Quando a gente chegou aqui a única escola que tinha era o Professor Moraes e os meninos todos estudaram lá.  A escola era bem longe e a gente tinha que ir andando levar os meninos. Mas não era perigoso igual agora, porque não tinha tanto carro. Agora está mais perigoso, tem que pegar a Kombi.
Aqui a única coisa que nós tínhamos medo era de cobra. Aqui aparecia muita cobra e tinha também gambá, que vinha na nossa porta para pegar galinha para comer. Eu tinha muita galinha, matava para comer e para dar para os outros. Quando as mulheres ganhavam menino a gente levava galinha para elas comerem.

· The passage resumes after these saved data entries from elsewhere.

//! Loop Vectorization Pass
//!
//! Superword-level parallelism over unrolled loop traces:
//!
//! - **Dependency Graph**: data, memory, guard and side-effect ordering
//! - **Guard Relaxation**: loop-exit guards move in front of the body
//! - **Packing**: isomorphic independent operations grouped into packs
//! - **Scheduling**: packs lowered to vector operations in one pass
//!
//! # Module Structure
//!
//! - `memref`: Index variables and memory references
//! - `dependency`: Dependency graph construction and queries
//! - `schedule`: Priority list scheduler
//! - `packset`: Pack types, packs and the pack set
//! - `vecops`: Vector operation lowering, packing and unpacking
//! - `optimizer`: Stage driver
//!
//! # Example
//!
//! ```text
//! Before (int32, 16 byte registers, unrolled 4x):
//!   i1 = getarrayitem_raw(a, i0)  ...  i4 = getarrayitem_raw(a, i3')
//!   ...
//!
//! After:
//!   v1[4xi32] = vec_getarrayitem_raw(a, i0)
//!   v2[4xi32] = vec_getarrayitem_raw(b, i0)
//!   v3[4xi32] = vec_int_add(v1, v2)
//!   vec_setarrayitem_raw(c, i0, v3)
//! ```

pub mod dependency;
pub mod memref;
pub mod optimizer;
pub mod packset;
pub mod schedule;
pub mod vecops;

use tracing::debug;

use crate::cpu::Cpu;
use crate::ir::Trace;
use crate::opt::error::{OptError, OptResult};
use crate::opt::TracePass;

pub use dependency::{DependencyGraph, Edge, EdgeKind, Node, NodeId};
pub use memref::{compute_index_vars, IndexVar, MemoryRef};
pub use optimizer::VectorizingOptimizer;
pub use packset::{Pack, PackKind, PackSet, PackType};
pub use schedule::{Scheduled, Scheduler};
pub use vecops::{vector_shape, VecScheduleData, VecShape};

// =============================================================================
// Configuration
// =============================================================================

/// Configuration for the vectorizer.
#[derive(Debug, Clone, PartialEq, Eq)]
pub struct VectorizeConfig {
    /// Run the vectorizer at all.
    pub enabled: bool,
    /// Loops needing more extra body copies than this are rejected.
    pub max_unroll: usize,
    /// Guards with more dependency paths to the early exit stay in place.
    pub max_paths_per_guard: usize,
    /// Drop relaxed index guards implied by a stronger one.
    pub collapse_index_guards: bool,
}

impl Default for VectorizeConfig {
    fn default() -> Self {
        Self {
            enabled: true,
            max_unroll: 16,
            max_paths_per_guard: 256,
            collapse_index_guards: true,
        }
    }
}

impl VectorizeConfig {
    /// Vectorizer turned off; every loop is rejected.
    pub fn disabled() -> Self {
        Self {
            enabled: false,
            ..Default::default()
        }
    }

    /// Wide registers and deep guard analysis.
    pub fn aggressive() -> Self {
        Self {
            enabled: true,
            max_unroll: 64,
            max_paths_per_guard: 4096,
            collapse_index_guards: true,
        }
    }
}

// =============================================================================
// Statistics
// =============================================================================

/// Statistics from the vectorizer.
#[derive(Debug, Clone, Default, PartialEq, Eq)]
pub struct VectorizeStats {
    /// Number of loops analyzed.
    pub loops_analyzed: usize,
    /// Number of loops successfully vectorized.
    pub loops_vectorized: usize,
    /// Number of loops left scalar.
    pub loops_rejected: usize,
    pub packs_formed: usize,
    /// Vector operations emitted, pack and unpack included.
    pub vector_ops_created: usize,
    /// Lane extractions for scalar users.
    pub unpacks_inserted: usize,
    pub guards_relaxed: usize,
    pub guards_collapsed: usize,
}

impl VectorizeStats {
    /// Merge statistics from another instance.
    pub fn merge(&mut self, other: &VectorizeStats) {
        self.loops_analyzed += other.loops_analyzed;
        self.loops_vectorized += other.loops_vectorized;
        self.loops_rejected += other.loops_rejected;
        self.packs_formed += other.packs_formed;
        self.vector_ops_created += other.vector_ops_created;
        self.unpacks_inserted += other.unpacks_inserted;
        self.guards_relaxed += other.guards_relaxed;
        self.guards_collapsed += other.guards_collapsed;
    }

    /// Get the vectorization success rate.
    pub fn success_rate(&self) -> f32 {
        if self.loops_analyzed == 0 {
            0.0
        } else {
            self.loops_vectorized as f32 / self.loops_analyzed as f32
        }
    }
}

// =============================================================================
// Main Pass
// =============================================================================

/// Loop vectorization pass.
///
/// Loops that cannot be vectorized are left exactly as they were; the
/// rejection only shows up in the statistics.
pub struct Vectorize {
    config: VectorizeConfig,
    stats: VectorizeStats,
}

impl Vectorize {
    /// Create vectorization pass with default configuration.
    pub fn new() -> Self {
        Self::with_config(VectorizeConfig::default())
    }

    /// Create vectorization pass with custom configuration.
    pub fn with_config(config: VectorizeConfig) -> Self {
        Self {
            config,
            stats: VectorizeStats::default(),
        }
    }

    pub fn config(&self) -> &VectorizeConfig {
        &self.config
    }

    /// Get accumulated statistics.
    pub fn stats(&self) -> &VectorizeStats {
        &self.stats
    }

    pub fn loops_vectorized(&self) -> usize {
        self.stats.loops_vectorized
    }
}

impl Default for Vectorize {
    fn default() -> Self {
        Self::new()
    }
}

impl TracePass for Vectorize {
    fn name(&self) -> &'static str {
        "vectorize"
    }

    fn run(&mut self, cpu: &dyn Cpu, trace: &mut Trace) -> OptResult<bool> {
        self.stats.loops_analyzed += 1;
        match VectorizingOptimizer::optimize(cpu, &self.config, trace) {
            Ok((vectorized, stats)) => {
                *trace = vectorized;
                self.stats.merge(&VectorizeStats {
                    loops_analyzed: 0,
                    ..stats
                });
                Ok(true)
            }
            Err(OptError::NotVectorizable(reason)) => {
                debug!(%reason, "loop not vectorized");
                self.stats.loops_rejected += 1;
                Ok(false)
            }
            Err(err) => Err(err),
        }
    }
}

// =============================================================================
// Tests
// =============================================================================

#[cfg(test)]
mod tests {
    use super::*;
    use crate::cpu::SimulatedCpu;
    use crate::ir::{ArrayDescr, Opcode, TraceBuilder, Value};

    #[test]
    fn test_config_default() {
        let config = VectorizeConfig::default();
        assert!(config.enabled);
        assert_eq!(config.max_unroll, 16);
        assert_eq!(config.max_paths_per_guard, 256);
        assert!(config.collapse_index_guards);
    }

    #[test]
    fn test_config_disabled() {
        let config = VectorizeConfig::disabled();
        assert!(!config.enabled);
        assert_eq!(config.max_unroll, 16);
    }

    #[test]
    fn test_config_aggressive() {
        let config = VectorizeConfig::aggressive();
        assert!(config.enabled);
        assert!(config.max_unroll > VectorizeConfig::default().max_unroll);
    }

    #[test]
    fn test_stats_default() {
        let stats = VectorizeStats::default();
        assert_eq!(stats.loops_analyzed, 0);
        assert_eq!(stats.success_rate(), 0.0);
    }

    #[test]
    fn test_stats_merge() {
        let mut stats1 = VectorizeStats {
            loops_analyzed: 10,
            loops_vectorized: 5,
            packs_formed: 3,
            ..Default::default()
        };
        let stats2 = VectorizeStats {
            loops_analyzed: 20,
            loops_vectorized: 15,
            guards_relaxed: 2,
            ..Default::default()
        };
        stats1.merge(&stats2);
        assert_eq!(stats1.loops_analyzed, 30);
        assert_eq!(stats1.loops_vectorized, 20);
        assert_eq!(stats1.packs_formed, 3);
        assert_eq!(stats1.guards_relaxed, 2);
    }

    #[test]
    fn test_stats_success_rate() {
        let stats = VectorizeStats {
            loops_analyzed: 10,
            loops_vectorized: 7,
            ..Default::default()
        };
        assert!((stats.success_rate() - 0.7).abs() < 0.001);
    }

    #[test]
    fn test_vectorize_pass_new() {
        let pass = Vectorize::new();
        assert_eq!(pass.name(), "vectorize");
        assert_eq!(pass.loops_vectorized(), 0);
    }

    #[test]
    fn test_vectorize_pass_with_config() {
        let pass = Vectorize::with_config(VectorizeConfig::disabled());
        assert!(!pass.config().enabled);
    }

    // -------------------------------------------------------------------------
    // Pass behaviour
    // -------------------------------------------------------------------------

    fn copy_loop() -> Trace {
        let mut b = TraceBuilder::new();
        let i0 = b.int();
        let (src, dst, n) = (b.ptr(), b.ptr(), b.int());
        let d = ArrayDescr::floats(1, 8);
        let header = [i0.into(), src.into(), dst.into(), n.into()];
        b.label(&[i0, src, dst, n], 1);
        b.guard(Opcode::GuardEarlyExit, &[], &header);
        let x = b.load(Opcode::GetarrayitemRaw, &[src.into(), i0.into()], &d);
        b.store(Opcode::SetarrayitemRaw, &[dst.into(), i0.into(), x.into()], &d);
        let i1 = b.pure(Opcode::IntAdd, &[i0.into(), Value::int(1)]);
        let c = b.pure(Opcode::IntLt, &[i1.into(), n.into()]);
        b.guard(
            Opcode::GuardTrue,
            &[c.into()],
            &[i1.into(), src.into(), dst.into(), n.into()],
        );
        b.jump(&[i1.into(), src.into(), dst.into(), n.into()], 1);
        b.build()
    }

    #[test]
    fn test_pass_vectorizes_copy_loop() {
        let cpu = SimulatedCpu::sse();
        let mut trace = copy_loop();
        let mut pass = Vectorize::new();
        assert!(pass.run(&cpu, &mut trace).unwrap());
        assert_eq!(trace.count(Opcode::VecGetarrayitemRaw), 1);
        assert_eq!(trace.count(Opcode::VecSetarrayitemRaw), 1);
        assert_eq!(pass.stats().loops_analyzed, 1);
        assert_eq!(pass.stats().loops_vectorized, 1);
        assert_eq!(pass.stats().loops_rejected, 0);
    }

    #[test]
    fn test_pass_rejection_keeps_trace() {
        let cpu = SimulatedCpu::scalar();
        let mut trace = copy_loop();
        let before = trace.ops.clone();
        let mut pass = Vectorize::new();
        assert!(!pass.run(&cpu, &mut trace).unwrap());
        assert_eq!(trace.ops, before);
        assert_eq!(pass.stats().loops_rejected, 1);
        assert_eq!(pass.stats().success_rate(), 0.0);
    }
}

As mulheres de resguardo comiam sopa de galinha para ficarem fortes. Primeiro a gente matava a galinha, depenava, abria, tirava um bocado da gordura e fritava a galinha, depois jogava água, enchia a panela d’água para cozinhar e dar aquele caldo grosso. Depois acrescentava a farinha de milho, no quintal sempre tinha salsinha, cebolinha, apanhava e picava bem picadinho.  Fazia aquela tigela de sopa de galinha e levava para a doente que ganhou o neném.